I consider myself a pretty clean person, but I have to say that every time I start researching an article, I discover another totally filthy place that I haven't been cleaning. In this case, it's the kitchen sink. It actually harbors even more bacteria than your toilet bowl. And if you, like me, thought that it got clean as you wash the dishes every day? Well, you are sadly mistaken.
The kitchen sink is a great place for germs to thrive, since you fill it with warm water and let food particles hang out there all day. (And rinse your meat juice-covered dishes in it. And wash your egg yolk-covered hands in it. You get the idea.) So it's certainly dirty.
Sort of surprisingly, the key to keeping it clean isn't blasting it with disinfectant, but removing the organic matter that the bacteria can grow on. Since the sink surface isn't porous (like, say, grout), your key factor here is putting in the work to dislodge anything stuck to the sink walls. As in, scrubbing.
Here's what to do.
How To Clean Your Kitchen Sink
What You Need
Dish or castile soap
Sponge or microfiber cloth
- Empty the sink. Once you've finished doing your dishes for the night, empty the sink.

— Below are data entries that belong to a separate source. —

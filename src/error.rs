//! Unified error types for the shake-alert core.
//!
//! A single `Error` enum that every subsystem can convert into, so the
//! binary edge can report any failure uniformly.  None of these are fatal:
//! the service degrades to a disabled feature plus a user-visible notice.

use core::fmt;

use crate::app::ports::{ConfigError, StorageError};

// ---------------------------------------------------------------------------
// Top-level error
// ---------------------------------------------------------------------------

#[derive(Debug, Clone, Copy, PartialEq, Eq)]
pub enum Error {
    /// The accelerometer could not be queried or subscribed.
    Sensor(SensorError),
    /// An SMS or URL-open call failed on the platform side.
    Platform(PlatformError),
    /// The emergency number was rejected or could not be persisted.
    Contact(ContactError),
    /// Key-value storage failed.
    Storage(StorageError),
    /// Configuration is invalid or could not be loaded.
    Config(ConfigError),
}

impl fmt::Display for Error {
    fn fmt(&self, f: &mut fmt::Formatter<'_>) -> fmt::Result {
        match self {
            Self::Sensor(e) => write!(f, "sensor: {e}"),
            Self::Platform(e) => write!(f, "platform: {e}"),
            Self::Contact(e) => write!(f, "contact: {e}"),
            Self::Storage(e) => write!(f, "storage: {e}"),
            Self::Config(e) => write!(f, "config: {e}"),
        }
    }
}

impl core::error::Error for Error {}

// ---------------------------------------------------------------------------
// Sensor errors
// ---------------------------------------------------------------------------

#[derive(Debug, Clone, Copy, PartialEq, Eq)]
pub enum SensorError {
    /// The host environment never provides motion sensors (browser).
    UnsupportedHost,
    /// The device reports no accelerometer.
    Unavailable,
    /// The availability query itself failed.
    QueryFailed,
    /// Registering the sample listener failed.
    SubscribeFailed,
}

impl fmt::Display for SensorError {
    fn fmt(&self, f: &mut fmt::Formatter<'_>) -> fmt::Result {
        match self {
            Self::UnsupportedHost => write!(f, "motion sensors unsupported on this host"),
            Self::Unavailable => write!(f, "accelerometer unavailable"),
            Self::QueryFailed => write!(f, "availability query failed"),
            Self::SubscribeFailed => write!(f, "subscription failed"),
        }
    }
}

impl From<SensorError> for Error {
    fn from(e: SensorError) -> Self {
        Self::Sensor(e)
    }
}

// ---------------------------------------------------------------------------
// Platform (SMS / deep link) errors
// ---------------------------------------------------------------------------

#[derive(Debug, Clone, Copy, PartialEq, Eq)]
pub enum PlatformError {
    /// The SMS composer could not be queried or launched.
    SmsFailed,
    /// The URL could not be checked or opened.
    LinkFailed,
}

impl fmt::Display for PlatformError {
    fn fmt(&self, f: &mut fmt::Formatter<'_>) -> fmt::Result {
        match self {
            Self::SmsFailed => write!(f, "SMS call failed"),
            Self::LinkFailed => write!(f, "URL open failed"),
        }
    }
}

impl From<PlatformError> for Error {
    fn from(e: PlatformError) -> Self {
        Self::Platform(e)
    }
}

// ---------------------------------------------------------------------------
// Emergency contact errors
// ---------------------------------------------------------------------------

#[derive(Debug, Clone, Copy, PartialEq, Eq)]
pub enum ContactError {
    /// Input is not exactly 10 characters long (after trimming).
    WrongLength(usize),
    /// Input contains a character other than an ASCII digit.
    NonDigit,
    /// The validated number could not be written or read.
    Storage(StorageError),
}

impl fmt::Display for ContactError {
    fn fmt(&self, f: &mut fmt::Formatter<'_>) -> fmt::Result {
        match self {
            Self::WrongLength(n) => write!(f, "expected 10 digits, got {n} characters"),
            Self::NonDigit => write!(f, "number must contain digits only"),
            Self::Storage(e) => write!(f, "storage: {e}"),
        }
    }
}

impl From<StorageError> for ContactError {
    fn from(e: StorageError) -> Self {
        Self::Storage(e)
    }
}

impl From<ContactError> for Error {
    fn from(e: ContactError) -> Self {
        Self::Contact(e)
    }
}

impl From<StorageError> for Error {
    fn from(e: StorageError) -> Self {
        Self::Storage(e)
    }
}

impl From<ConfigError> for Error {
    fn from(e: ConfigError) -> Self {
        Self::Config(e)
    }
}

// ---------------------------------------------------------------------------
// Convenience Result alias
// ---------------------------------------------------------------------------

/// Crate-wide `Result` alias.
pub type Result<T> = core::result::Result<T, Error>;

- Sprinkle baking soda all around. Because baking soda is only mildly abrasive, it will help break up food particles without harming the sink surface.
- Add the soap. Wearing rubber gloves, squirt a little soap onto your sponge.

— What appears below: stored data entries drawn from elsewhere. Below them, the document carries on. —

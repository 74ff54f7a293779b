//! Integration tests: screen task and dispatch worker on the local executor.

use futures_lite::future::{block_on, yield_now};
use shakealert::app::commands::AppCommand;
use shakealert::app::events::AppEvent;
use shakealert::app::notices::Notice;
use shakealert::app::service::ShakeAlertService;
use shakealert::config::ShakeConfig;
use shakealert::dispatch::{DispatchOutcome, DispatchQueue, Dispatcher};
use shakealert::runtime::{DispatchWorker, run_local};

use crate::mock_platform::{
    FixedClock, MockAccelerometer, MockMessaging, RecordingNotices, RecordingSink, push_sample,
};

#[test]
fn shake_on_screen_reaches_sms() {
    let config = ShakeConfig::default();
    let accel = MockAccelerometer::present();
    let log = accel.handle();
    let mut service = ShakeAlertService::new(&config, accel);
    let dispatcher = Dispatcher::new(&config);
    let requests = DispatchQueue::new();
    let worker = DispatchWorker::new(&dispatcher, &requests);

    let platform = MockMessaging::working().with_number("5512345678");
    let notices = RecordingNotices::default();
    let sink = RecordingSink::default();
    let clock = FixedClock::at(1_000);

    let screen = {
        let mut storage = platform.clone();
        let mut notices = notices.clone();
        let mut sink = sink.clone();
        let service = &mut service;
        let worker = &worker;
        let requests = &requests;
        let clock = &clock;
        async move {
            service.handle_command(
                AppCommand::FocusChanged(true),
                &mut storage,
                &mut notices,
                &mut sink,
            );
            service.start(&mut notices, &mut sink).await;

            push_sample(&log, 3.0, 3.0, 3.0);
            push_sample(&log, 10.0, 10.0, 10.0);
            service.tick(clock, requests, &mut notices, &mut sink);
            yield_now().await;
            worker.wait_idle().await;
        }
    };

    run_local(
        screen,
        worker.run(platform.clone(), notices.clone(), sink.clone()),
    );

    assert_eq!(worker.completed(), 1);
    assert_eq!(platform.sms_sends(), 1);
    assert_eq!(notices.all(), vec![Notice::AlertSentSms]);
    assert_eq!(
        sink.count(|e| *e == AppEvent::DispatchFinished(DispatchOutcome::SentViaSms)),
        1
    );
}

#[test]
fn queued_shakes_dispatch_in_order() {
    let config = ShakeConfig::default();
    let dispatcher = Dispatcher::new(&config);
    let requests = DispatchQueue::new();
    let worker = DispatchWorker::new(&dispatcher, &requests);
    let platform = MockMessaging::working().with_number("5512345678");
    let sink = RecordingSink::default();

    let accel = MockAccelerometer::present();
    let log = accel.handle();
    let mut service = ShakeAlertService::new(&config, accel);
    let clock = FixedClock::at(0);

    let mut storage = platform.clone();
    let mut notices = RecordingNotices::default();
    let mut screen_sink = RecordingSink::default();
    service.handle_command(
        AppCommand::FocusChanged(true),
        &mut storage,
        &mut notices,
        &mut screen_sink,
    );
    block_on(service.start(&mut notices, &mut screen_sink));

    for at in [5_000, 6_500, 8_000] {
        clock.set(at);
        push_sample(&log, 6.0, 0.0, 0.0);
        service.tick(&clock, &requests, &mut notices, &mut screen_sink);
    }
    assert_eq!(requests.len(), 3);

    run_local(
        worker.wait_idle(),
        worker.run(platform.clone(), RecordingNotices::default(), sink.clone()),
    );

    assert!(worker.is_idle());
    assert_eq!(worker.completed(), 3);
    assert_eq!(platform.sms_sends(), 3);
    assert_eq!(sink.all().len(), 3);
}

#[test]
fn idle_worker_returns_immediately() {
    let dispatcher = Dispatcher::new(&ShakeConfig::default());
    let requests = DispatchQueue::new();
    let worker = DispatchWorker::new(&dispatcher, &requests);
    let platform = MockMessaging::working();

    let value = run_local(
        async {
            worker.wait_idle().await;
            42
        },
        worker.run(platform.clone(), RecordingNotices::default(), RecordingSink::default()),
    );

    assert_eq!(value, 42);
    assert_eq!(worker.completed(), 0);
    assert!(platform.calls().is_empty());
}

- Add hot water. Adding a little hot water at a time... start scrubbing. If your tap water doesn't get that hot, boil some in your tea kettle.
- Scrub from the outside in. Scrub your sink from the outside in, top to bottom (this way your dirty water will drip into the areas you haven't cleaned yet instead of the spot that are already clean). Spend at least 20 seconds in each area, and longer if there's a visible sign of food stuck to the sink.